Wednesday, March 3, 2010
Bound By Words
These little grey cells. It is up to them.
On Monday, I went into work at my tutoring job with my laptop. I try to not bring it with me because a) it's a wide screen and b) the fans blow extremely loudly which makes it sound like she's gonna blow at any moment.
I had no appointments though so I was a free woman there. Lots of required work to do, but that wasn't what I drifted into. I opened up my word document to this story I've been writing since 2008. February 14, 2008 to be precise.
I never forgot that day. It was Valentine's Day and I was at my community college, with the wacked out schedule I had with classes ending at almost seven in the evening and absurdly large pockets of time in between class to do homework. I had dressed up for the day in pinks and reds and whites. My shoes, a pair of pink skimmers, kept sliding all over the ice on the streets and I almost fell in a heap of tulle skirt on the floor of my capstone classroom from coming in from outside.
It was during this class that I started thinking about The Lost Stories. These were all penned when I was younger, in high school, middle school, grade school. Notebooks and hard drives filled with them. They say that when you write and don't stay with it, you drift from that idea to a new one. Clearly evident by the number of stories in my notebooks that were half-finished as though I said "be right back" and decided to show my face 20 years later.
Out of the lost, came the found. Almost instantly, I felt the characters for my next endeavor pop into my mind's eye. They were perfectly imperfect and filled with flaws, faults. Just the way I like 'em.
So I decided to skip my 5:30pm math class and take the bus home and begin writing. The ride was impossibly slow, but during that time the people grew less blurry in my head. Visible, outlined, full. I slipped and slid (oh, those damn skimmers) all the way home from the bus stop.
I refer to this story as "the impossible love story" often.
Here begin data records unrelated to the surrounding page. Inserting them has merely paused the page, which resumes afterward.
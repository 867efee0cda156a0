use serde::Serialize;

#[derive(Debug, thiserror::Error)]
pub enum PerfCmpError {
    #[error("Missing metric: {}", describe_missing(.metric, .field))]
    MissingMetric { metric: String, field: String },

    #[error("Export error: {0}")]
    Export(String),

    #[error("Store error: {0}")]
    Store(String),

    #[error("Render error: {0}")]
    Render(String),

    #[error("Configuration error: {0}")]
    Config(String),

    #[error("HTTP error: {0}")]
    Http(#[from] reqwest::Error),

    #[error("IO error: {0}")]
    Io(#[from] std::io::Error),

    #[error("Serialization error: {0}")]
    Serde(#[from] serde_json::Error),
}

/// `field` of a [`PerfCmpError::MissingMetric`] whose whole entry is absent
/// from the stats object.
pub const MISSING_ENTRY: &str = "entry";

fn describe_missing(metric: &str, field: &str) -> String {
    if field == MISSING_ENTRY {
        format!("'{metric}' is not present in the report stats")
    } else {
        format!("'{metric}' has no numeric '{field}' value")
    }
}

impl PerfCmpError {
    pub(crate) fn missing(metric: impl Into<String>, field: impl Into<String>) -> Self {
        Self::MissingMetric {
            metric: metric.into(),
            field: field.into(),
        }
    }
}

impl From<rust_xlsxwriter::XlsxError> for PerfCmpError {
    fn from(err: rust_xlsxwriter::XlsxError) -> Self {
        Self::Render(err.to_string())
    }
}

impl From<object_store::Error> for PerfCmpError {
    fn from(err: object_store::Error) -> Self {
        Self::Store(err.to_string())
    }
}

impl Serialize for PerfCmpError {
    fn serialize<S>(&self, serializer: S) -> Result<S::Ok, S::Error>
    where
        S: serde::Serializer,
    {
        serializer.serialize_str(&self.to_string())
    }
}

#[cfg(test)]
mod tests {
    use super::*;

    #[test]
    fn missing_metric_display() {
        let err = PerfCmpError::missing("meanResponseTime", "ok");
        assert_eq!(
            err.to_string(),
            "Missing metric: 'meanResponseTime' has no numeric 'ok' value"
        );
    }

    #[test]
    fn absent_metric_entry_display() {
        let err = PerfCmpError::missing("percentiles1", MISSING_ENTRY);
        assert_eq!(
            err.to_string(),
            "Missing metric: 'percentiles1' is not present in the report stats"
        );
    }

    #[test]
    fn export_error_display() {
        let err = PerfCmpError::Export("upload returned status 403".to_string());
        assert_eq!(err.to_string(), "Export error: upload returned status 403");
    }

    #[test]
    fn config_error_display() {
        let err = PerfCmpError::Config("bucket is not set".to_string());
        assert_eq!(err.to_string(), "Configuration error: bucket is not set");
    }

    #[test]
    fn io_error_from_std() {
        let io_err = std::io::Error::new(std::io::ErrorKind::NotFound, "file not found");
        let err: PerfCmpError = io_err.into();
        let msg = err.to_string();
        assert!(msg.contains("IO error"));
        assert!(msg.contains("file not found"));
    }

    #[test]
    fn serde_error_from_json() {
        let json_err = serde_json::from_str::<serde_json::Value>("not valid json").unwrap_err();
        let err: PerfCmpError = json_err.into();
        assert!(err.to_string().contains("Serialization error"));
    }

    #[test]
    fn serialize_produces_string() {
        let err = PerfCmpError::Store("bucket unreachable".to_string());
        let json = serde_json::to_string(&err).expect("serialize should succeed");
        assert_eq!(json, "\"Store error: bucket unreachable\"");
    }

    #[test]
    fn error_is_debug() {
        let err = PerfCmpError::missing("percentiles1", "ko");
        let debug = format!("{:?}", err);
        assert!(debug.contains("MissingMetric"));
    }
}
Nobody knows that I'm 150 single spaced pages deep and that I constantly go back and forth self-editing, cutting scenes, expanding others, etc.
Because I seldom discuss my work with people (not because I'm afraid someone will steal the idea or anything, mostly because trying to explain how the wheels in my head work is tougher than it sounds), I won't talk about this one much. It isn't done and still needs lots of work.
However, I will mention that it takes place within a large family. I like to write about family dynamics because the people you are bound by blood with can be the best ones to write about. It comes as no surprise to anyone that I deeply enjoy Wes Anderson films, Igby Goes Down, and Arrested Development, all very inspiring to me.
There is drama, loss, humor, and that age old attempt to look at yourself and see things clearly for what they are. My protagonist often blows into her reflection in mirrors because she doesn't like the idea of seeing herself clearly.
As for the impossible love, it's everywhere. There are many subplots in this, involving the family members and the journey of love they all take with each other and those outside of the family.
So on Monday, I put the world aside and went back to my other world with those characters. It felt better than heaven to me.
Writing is what I do. It's therapeutic to me. I take all of my joy, all of my sorrow, all of my hopes and dreams and fears and weeping and give it to them, the people in those stories. The people who are in my head and who I spend so much time thinking about.
Whenever I feel lost, I instantly reach for words to write all of my thoughts out. Sometimes I throw them away afterward but I keep them sometimes to remember that feeling, remember how it felt to feel that way.
One of my professors refers to how I write as "organic", something I've never heard before. I like it. To me, that means fresh and natural, at ease.
Nothing, and I mean nothing, will ever make more or less sense to me than writing does.